Each line below needs to be printed again exactly.

(Collected data entries)
Start of Block
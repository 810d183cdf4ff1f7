//! Error types for occupancy bookkeeping, move/rotate requests and spawning.

use std::error::Error;
use std::fmt;

use tactica_core::{Footprint, GridPos, Layer, UnitId};

// ── OccupancyError ─────────────────────────────────────────────────

/// A footprint write that was refused before touching any cell.
#[derive(Debug, Clone, Copy, PartialEq, Eq)]
pub enum OccupancyError {
    /// A covered cell lies outside the board.
    OutOfBounds {
        /// First offending cell.
        cell: GridPos,
    },
    /// A covered cell is held by another unit on the layer.
    Conflict {
        /// First offending cell.
        cell: GridPos,
        /// The unit already there.
        occupant: UnitId,
    },
    /// A covered cell is not held by the unit releasing it.
    NotHeld {
        /// First offending cell.
        cell: GridPos,
        /// Layer of the release.
        layer: Layer,
    },
}

impl fmt::Display for OccupancyError {
    fn fmt(&self, f: &mut fmt::Formatter<'_>) -> fmt::Result {
        match self {
            Self::OutOfBounds { cell } => write!(f, "cell {cell} is outside the board"),
            Self::Conflict { cell, occupant } => {
                write!(f, "cell {cell} is occupied by {occupant}")
            }
            Self::NotHeld { cell, layer } => {
                write!(f, "cell {cell} on {layer:?} is not held by the releasing unit")
            }
        }
    }
}

impl Error for OccupancyError {}

// ── Rejection ──────────────────────────────────────────────────────

/// Why a move or rotation was declined. No state was changed.
#[derive(Debug, Clone, Copy, PartialEq, Eq)]
pub enum Rejection {
    /// The unit is not on the board.
    UnknownUnit(UnitId),
    /// The request needs the unit selected in move mode.
    NotSelected(UnitId),
    /// Destination equals the current anchor, or the turn direction is zero.
    NoDisplacement,
    /// Destination lies beyond the unit's movement reach.
    OutOfReach {
        /// Requested anchor.
        destination: GridPos,
    },
    /// A covered cell of the destination lies outside the board.
    OutOfBounds {
        /// Requested anchor.
        destination: GridPos,
    },
    /// Another unit occupies part of the destination footprint.
    Blocked {
        /// Requested anchor.
        destination: GridPos,
        /// Footprint that did not fit.
        footprint: Footprint,
    },
}

impl fmt::Display for Rejection {
    fn fmt(&self, f: &mut fmt::Formatter<'_>) -> fmt::Result {
        match self {
            Self::UnknownUnit(id) => write!(f, "{id} is not on the board"),
            Self::NotSelected(id) => write!(f, "{id} is not selected for movement"),
            Self::NoDisplacement => write!(f, "request has no displacement"),
            Self::OutOfReach { destination } => {
                write!(f, "{destination} is beyond movement reach")
            }
            Self::OutOfBounds { destination } => {
                write!(f, "footprint at {destination} leaves the board")
            }
            Self::Blocked {
                destination,
                footprint,
            } => write!(
                f,
                "{}x{} footprint at {destination} is blocked",
                footprint.width, footprint.height
            ),
        }
    }
}

impl Error for Rejection {}

// ── SpawnError ─────────────────────────────────────────────────────

/// Errors from [`Battlefield::spawn_unit`](crate::Battlefield::spawn_unit).
#[derive(Debug, Clone, Copy, PartialEq, Eq)]
pub enum SpawnError {
    /// Zero-sized footprint, or a non-1x1 footprint on a hex board.
    InvalidFootprint(Footprint),
    /// The initial reservation was refused.
    Occupancy(OccupancyError),
}

impl fmt::Display for SpawnError {
    fn fmt(&self, f: &mut fmt::Formatter<'_>) -> fmt::Result {
        match self {
            Self::InvalidFootprint(fp) => {
                write!(f, "footprint {}x{} is not valid here", fp.width, fp.height)
            }
            Self::Occupancy(e) => write!(f, "occupancy: {e}"),
        }
    }
}

impl Error for SpawnError {
    fn source(&self) -> Option<&(dyn Error + 'static)> {
        match self {
            Self::Occupancy(e) => Some(e),
            Self::InvalidFootprint(_) => None,
        }
    }
}

impl From<OccupancyError> for SpawnError {
    fn from(e: OccupancyError) -> Self {
        Self::Occupancy(e)
    }
}

// ── LockPoisoned ───────────────────────────────────────────────────

/// A thread panicked while holding a
/// [`SharedBattlefield`](crate::SharedBattlefield) lock.
#[derive(Debug, Clone, Copy, PartialEq, Eq)]
pub struct LockPoisoned;

impl fmt::Display for LockPoisoned {
    fn fmt(&self, f: &mut fmt::Formatter<'_>) -> fmt::Result {
        write!(f, "battlefield lock poisoned by a panicking holder")
    }
}

impl Error for LockPoisoned {}

#[cfg(test)]
mod tests {
    use super::*;

    #[test]
    fn spawn_error_chains_occupancy() {
        let inner = OccupancyError::Conflict {
            cell: GridPos::new(1, 2),
            occupant: UnitId(4),
        };
        let err = SpawnError::from(inner);
        assert_eq!(err.to_string(), "occupancy: cell (1, 2) is occupied by unit#4");
        assert!(err.source().is_some());
    }

    #[test]
    fn blocked_message_names_footprint() {
        let r = Rejection::Blocked {
            destination: GridPos::new(3, 3),
            footprint: Footprint::new(1, 2),
        };
        assert_eq!(r.to_string(), "1x2 footprint at (3, 3) is blocked");
    }
}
End of Block
Solution for this exercise:
repository 810d183cdf4ff1f7
//! Error types for occupancy bookkeeping, move/rotate requests and spawning.

use std::error::Error;
use std::fmt;

use tactica_core::{Footprint, GridPos, Layer, UnitId};

// ── OccupancyError ─────────────────────────────────────────────────

/// A footprint write that was refused before touching any cell.
#[derive(Debug, Clone, Copy, PartialEq, Eq)]
pub enum OccupancyError {
    /// A covered cell lies outside the board.
    OutOfBounds {
        /// First offending cell.
        cell: GridPos,
    },
    /// A covered cell is held by another unit on the layer.
    Conflict {
        /// First offending cell.
        cell: GridPos,
        /// The unit already there.
        occupant: UnitId,
    },
    /// A covered cell is not held by the unit releasing it.
    NotHeld {
        /// First offending cell.
        cell: GridPos,
        /// Layer of the release.
        layer: Layer,
    },
}

impl fmt::Display for OccupancyError {
    fn fmt(&self, f: &mut fmt::Formatter<'_>) -> fmt::Result {
        match self {
            Self::OutOfBounds { cell } => write!(f, "cell {cell} is outside the board"),
            Self::Conflict { cell, occupant } => {
                write!(f, "cell {cell} is occupied by {occupant}")
            }
            Self::NotHeld { cell, layer } => {
                write!(f, "cell {cell} on {layer:?} is not held by the releasing unit")
            }
        }
    }
}

impl Error for OccupancyError {}

// ── Rejection ──────────────────────────────────────────────────────

/// Why a move or rotation was declined. No state was changed.
#[derive(Debug, Clone, Copy, PartialEq, Eq)]
pub enum Rejection {
    /// The unit is not on the board.
    UnknownUnit(UnitId),
    /// The request needs the unit selected in move mode.
    NotSelected(UnitId),
    /// Destination equals the current anchor, or the turn direction is zero.
    NoDisplacement,
    /// Destination lies beyond the unit's movement reach.
    OutOfReach {
        /// Requested anchor.
        destination: GridPos,
    },
    /// A covered cell of the destination lies outside the board.
    OutOfBounds {
        /// Requested anchor.
        destination: GridPos,
    },
    /// Another unit occupies part of the destination footprint.
    Blocked {
        /// Requested anchor.
        destination: GridPos,
        /// Footprint that did not fit.
        footprint: Footprint,
    },
}

impl fmt::Display for Rejection {
    fn fmt(&self, f: &mut fmt::Formatter<'_>) -> fmt::Result {
        match self {
            Self::UnknownUnit(id) => write!(f, "{id} is not on the board"),
            Self::NotSelected(id) => write!(f, "{id} is not selected for movement"),
            Self::NoDisplacement => write!(f, "request has no displacement"),
            Self::OutOfReach { destination } => {
                write!(f, "{destination} is beyond movement reach")
            }
            Self::OutOfBounds { destination } => {
                write!(f, "footprint at {destination} leaves the board")
            }
            Self::Blocked {
                destination,
                footprint,
            } => write!(
                f,
                "{}x{} footprint at {destination} is blocked",
                footprint.width, footprint.height
            ),
        }
    }
}

impl Error for Rejection {}

// ── SpawnError ─────────────────────────────────────────────────────

/// Errors from [`Battlefield::spawn_unit`](crate::Battlefield::spawn_unit).
#[derive(Debug, Clone, Copy, PartialEq, Eq)]
pub enum SpawnError {
    /// Zero-sized footprint, or a non-1x1 footprint on a hex board.
    InvalidFootprint(Footprint),
    /// The initial reservation was refused.
    Occupancy(OccupancyError),
}

impl fmt::Display for SpawnError {
    fn fmt(&self, f: &mut fmt::Formatter<'_>) -> fmt::Result {
        match self {
            Self::InvalidFootprint(fp) => {
                write!(f, "footprint {}x{} is not valid here", fp.width, fp.height)
            }
            Self::Occupancy(e) => write!(f, "occupancy: {e}"),
        }
    }
}

impl Error for SpawnError {
    fn source(&self) -> Option<&(dyn Error + 'static)> {
        match self {
            Self::Occupancy(e) => Some(e),
            Self::InvalidFootprint(_) => None,
        }
    }
}

impl From<OccupancyError> for SpawnError {
    fn from(e: OccupancyError) -> Self {
        Self::Occupancy(e)
    }
}

// ── LockPoisoned ───────────────────────────────────────────────────

/// A thread panicked while holding a
/// [`SharedBattlefield`](crate::SharedBattlefield) lock.
#[derive(Debug, Clone, Copy, PartialEq, Eq)]
pub struct LockPoisoned;

impl fmt::Display for LockPoisoned {
    fn fmt(&self, f: &mut fmt::Formatter<'_>) -> fmt::Result {
        write!(f, "battlefield lock poisoned by a panicking holder")
    }
}

impl Error for LockPoisoned {}

#[cfg(test)]
mod tests {
    use super::*;

    #[test]
    fn spawn_error_chains_occupancy() {
        let inner = OccupancyError::Conflict {
            cell: GridPos::new(1, 2),
            occupant: UnitId(4),
        };
        let err = SpawnError::from(inner);
        assert_eq!(err.to_string(), "occupancy: cell (1, 2) is occupied by unit#4");
        assert!(err.source().is_some());
    }

    #[test]
    fn blocked_message_names_footprint() {
        let r = Rejection::Blocked {
            destination: GridPos::new(3, 3),
            footprint: Footprint::new(1, 2),
        };
        assert_eq!(r.to_string(), "1x2 footprint at (3, 3) is blocked");
    }
}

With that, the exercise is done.